* _Task item_: If a line in the listing below has the string "async", copy it out.

* _Records supplied_:
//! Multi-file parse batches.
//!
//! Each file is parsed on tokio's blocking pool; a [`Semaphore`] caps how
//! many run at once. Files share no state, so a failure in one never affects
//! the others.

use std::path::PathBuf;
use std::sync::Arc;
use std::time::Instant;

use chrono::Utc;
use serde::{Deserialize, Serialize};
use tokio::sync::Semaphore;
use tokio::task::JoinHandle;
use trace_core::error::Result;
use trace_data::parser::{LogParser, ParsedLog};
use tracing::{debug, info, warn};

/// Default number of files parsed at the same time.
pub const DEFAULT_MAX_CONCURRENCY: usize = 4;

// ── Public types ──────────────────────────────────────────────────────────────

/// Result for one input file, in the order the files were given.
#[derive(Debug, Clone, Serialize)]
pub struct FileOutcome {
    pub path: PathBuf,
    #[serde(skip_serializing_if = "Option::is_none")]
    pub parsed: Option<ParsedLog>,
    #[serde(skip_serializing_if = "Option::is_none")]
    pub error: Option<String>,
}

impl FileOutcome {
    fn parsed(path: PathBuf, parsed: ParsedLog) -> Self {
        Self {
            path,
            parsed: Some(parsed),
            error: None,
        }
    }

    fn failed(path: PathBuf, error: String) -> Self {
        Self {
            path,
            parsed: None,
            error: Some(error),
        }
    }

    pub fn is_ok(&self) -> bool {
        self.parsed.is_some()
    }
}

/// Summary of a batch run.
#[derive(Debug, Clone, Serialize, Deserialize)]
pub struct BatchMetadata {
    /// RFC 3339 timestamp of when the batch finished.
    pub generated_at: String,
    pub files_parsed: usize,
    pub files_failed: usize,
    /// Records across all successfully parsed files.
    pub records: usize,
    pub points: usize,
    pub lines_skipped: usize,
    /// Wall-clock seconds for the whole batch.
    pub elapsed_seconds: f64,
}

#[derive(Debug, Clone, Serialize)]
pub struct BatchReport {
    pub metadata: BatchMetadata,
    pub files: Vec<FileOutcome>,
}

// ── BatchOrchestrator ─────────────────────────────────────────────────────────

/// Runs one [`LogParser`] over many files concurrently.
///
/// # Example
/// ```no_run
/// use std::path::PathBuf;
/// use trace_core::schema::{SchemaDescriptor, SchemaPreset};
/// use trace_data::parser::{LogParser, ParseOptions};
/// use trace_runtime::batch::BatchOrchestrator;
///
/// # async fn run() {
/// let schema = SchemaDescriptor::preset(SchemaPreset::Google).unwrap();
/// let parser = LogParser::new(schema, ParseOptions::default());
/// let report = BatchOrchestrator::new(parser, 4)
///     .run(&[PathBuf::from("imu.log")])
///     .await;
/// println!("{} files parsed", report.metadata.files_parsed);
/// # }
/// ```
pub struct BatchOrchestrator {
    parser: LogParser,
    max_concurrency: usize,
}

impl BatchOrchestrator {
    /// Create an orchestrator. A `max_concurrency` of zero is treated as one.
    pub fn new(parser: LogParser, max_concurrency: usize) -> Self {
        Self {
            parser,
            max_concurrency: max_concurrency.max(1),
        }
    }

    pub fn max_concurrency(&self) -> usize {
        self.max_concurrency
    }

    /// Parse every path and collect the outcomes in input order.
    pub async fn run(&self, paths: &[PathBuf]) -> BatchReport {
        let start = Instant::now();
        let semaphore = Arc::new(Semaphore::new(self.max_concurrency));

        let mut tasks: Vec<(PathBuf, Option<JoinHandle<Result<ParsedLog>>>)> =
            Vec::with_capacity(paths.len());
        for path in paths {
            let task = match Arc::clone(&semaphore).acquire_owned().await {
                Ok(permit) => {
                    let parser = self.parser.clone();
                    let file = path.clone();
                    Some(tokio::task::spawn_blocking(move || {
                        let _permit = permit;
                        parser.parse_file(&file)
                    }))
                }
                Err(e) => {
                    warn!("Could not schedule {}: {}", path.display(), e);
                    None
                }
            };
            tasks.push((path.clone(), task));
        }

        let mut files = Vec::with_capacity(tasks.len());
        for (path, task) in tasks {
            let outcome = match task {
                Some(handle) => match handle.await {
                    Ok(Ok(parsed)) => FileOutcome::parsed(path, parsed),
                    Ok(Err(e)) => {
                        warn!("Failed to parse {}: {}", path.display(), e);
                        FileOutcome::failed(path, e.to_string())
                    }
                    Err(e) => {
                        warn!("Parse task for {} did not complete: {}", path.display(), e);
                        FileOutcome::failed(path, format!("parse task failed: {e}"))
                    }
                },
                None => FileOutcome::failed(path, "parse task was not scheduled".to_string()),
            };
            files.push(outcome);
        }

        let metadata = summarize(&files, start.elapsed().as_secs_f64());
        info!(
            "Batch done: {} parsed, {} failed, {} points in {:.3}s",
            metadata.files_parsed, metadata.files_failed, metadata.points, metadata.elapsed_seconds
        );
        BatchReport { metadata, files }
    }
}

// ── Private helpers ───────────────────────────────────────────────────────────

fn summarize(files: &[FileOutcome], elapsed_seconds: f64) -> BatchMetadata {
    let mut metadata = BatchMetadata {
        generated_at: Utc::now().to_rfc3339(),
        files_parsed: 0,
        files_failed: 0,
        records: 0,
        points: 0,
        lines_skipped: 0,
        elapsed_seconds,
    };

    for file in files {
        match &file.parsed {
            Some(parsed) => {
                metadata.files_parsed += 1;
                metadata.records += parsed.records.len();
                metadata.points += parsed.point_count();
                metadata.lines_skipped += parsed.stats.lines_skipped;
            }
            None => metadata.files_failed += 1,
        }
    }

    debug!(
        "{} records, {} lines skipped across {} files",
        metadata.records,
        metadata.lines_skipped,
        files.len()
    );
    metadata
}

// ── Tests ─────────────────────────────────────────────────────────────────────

==

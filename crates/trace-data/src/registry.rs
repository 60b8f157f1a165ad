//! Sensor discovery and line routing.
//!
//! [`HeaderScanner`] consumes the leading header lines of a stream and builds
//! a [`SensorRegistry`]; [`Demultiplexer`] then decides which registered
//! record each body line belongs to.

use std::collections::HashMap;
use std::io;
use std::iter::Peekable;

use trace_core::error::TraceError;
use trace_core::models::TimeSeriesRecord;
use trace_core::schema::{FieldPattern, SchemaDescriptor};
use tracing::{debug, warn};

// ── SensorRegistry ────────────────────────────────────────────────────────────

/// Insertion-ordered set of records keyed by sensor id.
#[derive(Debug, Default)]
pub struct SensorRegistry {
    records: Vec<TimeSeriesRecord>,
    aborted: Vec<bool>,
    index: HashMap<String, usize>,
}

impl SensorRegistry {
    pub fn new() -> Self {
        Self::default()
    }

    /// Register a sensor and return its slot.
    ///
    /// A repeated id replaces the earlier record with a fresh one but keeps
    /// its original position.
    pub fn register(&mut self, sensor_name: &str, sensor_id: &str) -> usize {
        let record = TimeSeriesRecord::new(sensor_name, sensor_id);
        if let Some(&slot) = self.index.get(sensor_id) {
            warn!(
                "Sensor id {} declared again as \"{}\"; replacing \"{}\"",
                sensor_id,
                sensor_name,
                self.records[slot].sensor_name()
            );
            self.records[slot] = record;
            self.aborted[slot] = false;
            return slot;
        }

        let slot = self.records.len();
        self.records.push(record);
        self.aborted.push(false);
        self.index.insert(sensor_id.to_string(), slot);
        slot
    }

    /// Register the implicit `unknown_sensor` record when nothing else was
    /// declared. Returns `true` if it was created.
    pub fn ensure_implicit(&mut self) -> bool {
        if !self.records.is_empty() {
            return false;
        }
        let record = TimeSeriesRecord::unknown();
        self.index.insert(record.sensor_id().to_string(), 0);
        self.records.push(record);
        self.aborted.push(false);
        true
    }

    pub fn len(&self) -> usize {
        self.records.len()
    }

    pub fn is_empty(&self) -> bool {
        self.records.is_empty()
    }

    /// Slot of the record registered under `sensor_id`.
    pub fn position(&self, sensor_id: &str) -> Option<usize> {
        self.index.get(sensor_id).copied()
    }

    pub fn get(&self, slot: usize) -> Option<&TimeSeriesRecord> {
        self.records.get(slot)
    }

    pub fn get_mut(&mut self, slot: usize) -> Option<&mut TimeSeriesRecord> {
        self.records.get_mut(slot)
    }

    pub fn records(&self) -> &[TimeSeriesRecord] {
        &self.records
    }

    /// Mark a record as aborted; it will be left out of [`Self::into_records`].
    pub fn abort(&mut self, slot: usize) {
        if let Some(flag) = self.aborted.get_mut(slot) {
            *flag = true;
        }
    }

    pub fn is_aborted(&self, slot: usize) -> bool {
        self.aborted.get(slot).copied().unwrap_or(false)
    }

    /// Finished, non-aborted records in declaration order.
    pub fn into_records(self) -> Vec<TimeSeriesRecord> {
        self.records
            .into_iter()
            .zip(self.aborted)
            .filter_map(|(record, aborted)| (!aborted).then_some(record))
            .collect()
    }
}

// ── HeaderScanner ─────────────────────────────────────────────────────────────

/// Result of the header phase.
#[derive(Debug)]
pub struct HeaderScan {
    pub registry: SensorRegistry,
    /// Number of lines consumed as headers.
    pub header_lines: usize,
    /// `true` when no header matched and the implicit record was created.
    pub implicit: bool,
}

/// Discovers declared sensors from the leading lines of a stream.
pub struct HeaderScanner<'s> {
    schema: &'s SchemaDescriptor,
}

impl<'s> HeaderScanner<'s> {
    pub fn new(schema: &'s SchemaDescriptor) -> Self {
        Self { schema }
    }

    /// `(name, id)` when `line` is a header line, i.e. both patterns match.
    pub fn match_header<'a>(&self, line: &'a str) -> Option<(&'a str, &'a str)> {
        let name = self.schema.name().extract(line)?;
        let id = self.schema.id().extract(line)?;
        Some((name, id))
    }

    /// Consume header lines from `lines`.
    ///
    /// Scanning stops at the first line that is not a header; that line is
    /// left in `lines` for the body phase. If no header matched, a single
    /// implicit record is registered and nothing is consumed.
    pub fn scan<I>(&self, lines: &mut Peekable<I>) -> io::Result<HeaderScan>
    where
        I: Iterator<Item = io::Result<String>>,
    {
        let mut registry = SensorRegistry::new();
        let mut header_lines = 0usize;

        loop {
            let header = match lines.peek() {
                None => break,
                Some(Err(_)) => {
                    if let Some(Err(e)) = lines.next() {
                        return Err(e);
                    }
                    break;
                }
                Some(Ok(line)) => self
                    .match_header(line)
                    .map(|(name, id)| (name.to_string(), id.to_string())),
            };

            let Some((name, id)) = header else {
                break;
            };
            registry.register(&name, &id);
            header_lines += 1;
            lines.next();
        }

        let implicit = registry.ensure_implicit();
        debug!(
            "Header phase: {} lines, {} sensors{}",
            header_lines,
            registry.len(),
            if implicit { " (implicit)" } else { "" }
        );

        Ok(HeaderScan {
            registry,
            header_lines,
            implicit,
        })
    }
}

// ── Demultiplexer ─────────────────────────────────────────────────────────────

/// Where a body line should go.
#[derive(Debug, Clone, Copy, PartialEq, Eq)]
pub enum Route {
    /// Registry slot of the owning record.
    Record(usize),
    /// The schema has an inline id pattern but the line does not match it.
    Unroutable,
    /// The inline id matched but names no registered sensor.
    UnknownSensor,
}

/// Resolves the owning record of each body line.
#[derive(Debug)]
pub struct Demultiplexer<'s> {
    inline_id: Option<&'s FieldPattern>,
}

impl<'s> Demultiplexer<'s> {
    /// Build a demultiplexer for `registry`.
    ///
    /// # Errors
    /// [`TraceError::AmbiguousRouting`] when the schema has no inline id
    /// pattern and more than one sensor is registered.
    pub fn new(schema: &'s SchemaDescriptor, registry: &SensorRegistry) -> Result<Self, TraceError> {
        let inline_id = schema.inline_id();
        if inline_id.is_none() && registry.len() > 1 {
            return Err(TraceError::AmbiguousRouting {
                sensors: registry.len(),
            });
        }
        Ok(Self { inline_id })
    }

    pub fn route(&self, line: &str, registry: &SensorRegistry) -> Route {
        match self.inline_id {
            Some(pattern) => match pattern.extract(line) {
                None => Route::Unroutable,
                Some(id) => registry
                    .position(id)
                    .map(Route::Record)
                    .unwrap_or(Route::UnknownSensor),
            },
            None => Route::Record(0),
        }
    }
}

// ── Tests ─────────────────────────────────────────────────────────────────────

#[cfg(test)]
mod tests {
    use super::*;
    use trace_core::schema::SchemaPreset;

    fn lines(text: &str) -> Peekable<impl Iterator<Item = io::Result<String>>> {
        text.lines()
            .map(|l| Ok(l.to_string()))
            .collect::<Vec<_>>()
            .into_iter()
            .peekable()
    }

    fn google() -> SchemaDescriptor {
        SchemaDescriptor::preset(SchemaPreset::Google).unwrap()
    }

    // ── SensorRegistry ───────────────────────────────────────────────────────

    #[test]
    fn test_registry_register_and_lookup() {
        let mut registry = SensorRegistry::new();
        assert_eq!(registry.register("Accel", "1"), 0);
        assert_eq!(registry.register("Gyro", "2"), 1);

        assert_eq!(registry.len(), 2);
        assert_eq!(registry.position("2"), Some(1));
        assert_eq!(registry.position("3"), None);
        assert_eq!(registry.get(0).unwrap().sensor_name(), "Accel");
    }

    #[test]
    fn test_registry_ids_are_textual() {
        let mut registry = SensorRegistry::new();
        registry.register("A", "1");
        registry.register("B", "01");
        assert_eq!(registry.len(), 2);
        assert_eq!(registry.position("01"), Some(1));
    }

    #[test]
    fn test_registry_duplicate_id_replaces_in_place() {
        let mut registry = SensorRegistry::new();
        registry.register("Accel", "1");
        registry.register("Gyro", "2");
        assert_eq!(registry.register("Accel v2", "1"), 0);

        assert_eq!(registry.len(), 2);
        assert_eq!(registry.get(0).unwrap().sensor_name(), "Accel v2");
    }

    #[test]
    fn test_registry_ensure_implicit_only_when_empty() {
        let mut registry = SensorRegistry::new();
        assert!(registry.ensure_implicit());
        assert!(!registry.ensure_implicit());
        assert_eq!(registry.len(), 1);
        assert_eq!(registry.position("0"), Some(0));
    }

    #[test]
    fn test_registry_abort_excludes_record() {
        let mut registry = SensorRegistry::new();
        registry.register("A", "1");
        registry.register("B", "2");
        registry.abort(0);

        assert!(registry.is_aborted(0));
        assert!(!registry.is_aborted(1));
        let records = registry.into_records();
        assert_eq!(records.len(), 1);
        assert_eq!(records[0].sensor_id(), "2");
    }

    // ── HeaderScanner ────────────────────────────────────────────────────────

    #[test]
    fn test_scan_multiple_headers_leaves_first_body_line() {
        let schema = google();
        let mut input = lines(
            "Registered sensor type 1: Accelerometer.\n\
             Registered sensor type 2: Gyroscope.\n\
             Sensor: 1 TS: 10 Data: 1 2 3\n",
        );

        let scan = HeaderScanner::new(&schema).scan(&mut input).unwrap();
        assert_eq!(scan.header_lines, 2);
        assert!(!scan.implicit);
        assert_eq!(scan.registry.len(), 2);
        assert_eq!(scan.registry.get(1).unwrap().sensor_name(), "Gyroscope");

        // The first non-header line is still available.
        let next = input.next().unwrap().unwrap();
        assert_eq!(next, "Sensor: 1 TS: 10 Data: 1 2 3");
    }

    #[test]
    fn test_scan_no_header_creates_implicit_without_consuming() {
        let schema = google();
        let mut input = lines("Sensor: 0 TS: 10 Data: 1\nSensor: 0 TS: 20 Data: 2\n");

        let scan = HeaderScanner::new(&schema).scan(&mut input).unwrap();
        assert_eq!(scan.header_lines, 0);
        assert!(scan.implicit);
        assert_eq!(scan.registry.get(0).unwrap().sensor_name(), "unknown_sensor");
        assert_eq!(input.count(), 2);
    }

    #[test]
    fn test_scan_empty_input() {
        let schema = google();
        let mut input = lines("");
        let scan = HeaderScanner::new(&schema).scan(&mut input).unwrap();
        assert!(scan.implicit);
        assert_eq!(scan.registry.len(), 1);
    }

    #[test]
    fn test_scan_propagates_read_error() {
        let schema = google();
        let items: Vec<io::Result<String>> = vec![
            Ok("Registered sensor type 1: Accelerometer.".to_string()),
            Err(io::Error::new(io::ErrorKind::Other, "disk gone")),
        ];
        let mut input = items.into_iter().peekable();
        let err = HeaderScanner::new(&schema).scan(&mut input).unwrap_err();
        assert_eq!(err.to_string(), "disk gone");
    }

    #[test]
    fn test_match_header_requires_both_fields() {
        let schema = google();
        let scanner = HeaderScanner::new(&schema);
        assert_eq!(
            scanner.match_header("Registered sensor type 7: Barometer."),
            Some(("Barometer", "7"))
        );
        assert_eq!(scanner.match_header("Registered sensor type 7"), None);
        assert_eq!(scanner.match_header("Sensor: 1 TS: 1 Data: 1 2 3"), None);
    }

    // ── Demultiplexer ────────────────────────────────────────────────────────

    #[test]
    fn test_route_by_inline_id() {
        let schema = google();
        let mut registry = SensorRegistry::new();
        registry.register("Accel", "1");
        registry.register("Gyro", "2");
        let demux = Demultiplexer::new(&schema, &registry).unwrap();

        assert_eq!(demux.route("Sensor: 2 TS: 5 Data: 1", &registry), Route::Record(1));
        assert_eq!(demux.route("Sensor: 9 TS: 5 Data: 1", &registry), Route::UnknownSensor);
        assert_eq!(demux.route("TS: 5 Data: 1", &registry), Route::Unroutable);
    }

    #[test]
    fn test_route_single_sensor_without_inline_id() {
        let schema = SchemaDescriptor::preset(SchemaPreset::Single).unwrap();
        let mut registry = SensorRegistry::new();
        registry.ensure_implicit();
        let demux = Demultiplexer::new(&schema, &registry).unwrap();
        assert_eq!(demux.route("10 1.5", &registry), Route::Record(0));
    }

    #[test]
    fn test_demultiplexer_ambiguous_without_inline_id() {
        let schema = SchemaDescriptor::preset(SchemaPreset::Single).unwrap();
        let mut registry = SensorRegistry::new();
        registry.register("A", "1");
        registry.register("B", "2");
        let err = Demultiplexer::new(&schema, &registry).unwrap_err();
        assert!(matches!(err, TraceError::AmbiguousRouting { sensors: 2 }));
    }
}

* _Exercise response_:
/// # async fn run() {
    pub async fn run(&self, paths: &[PathBuf]) -> BatchReport {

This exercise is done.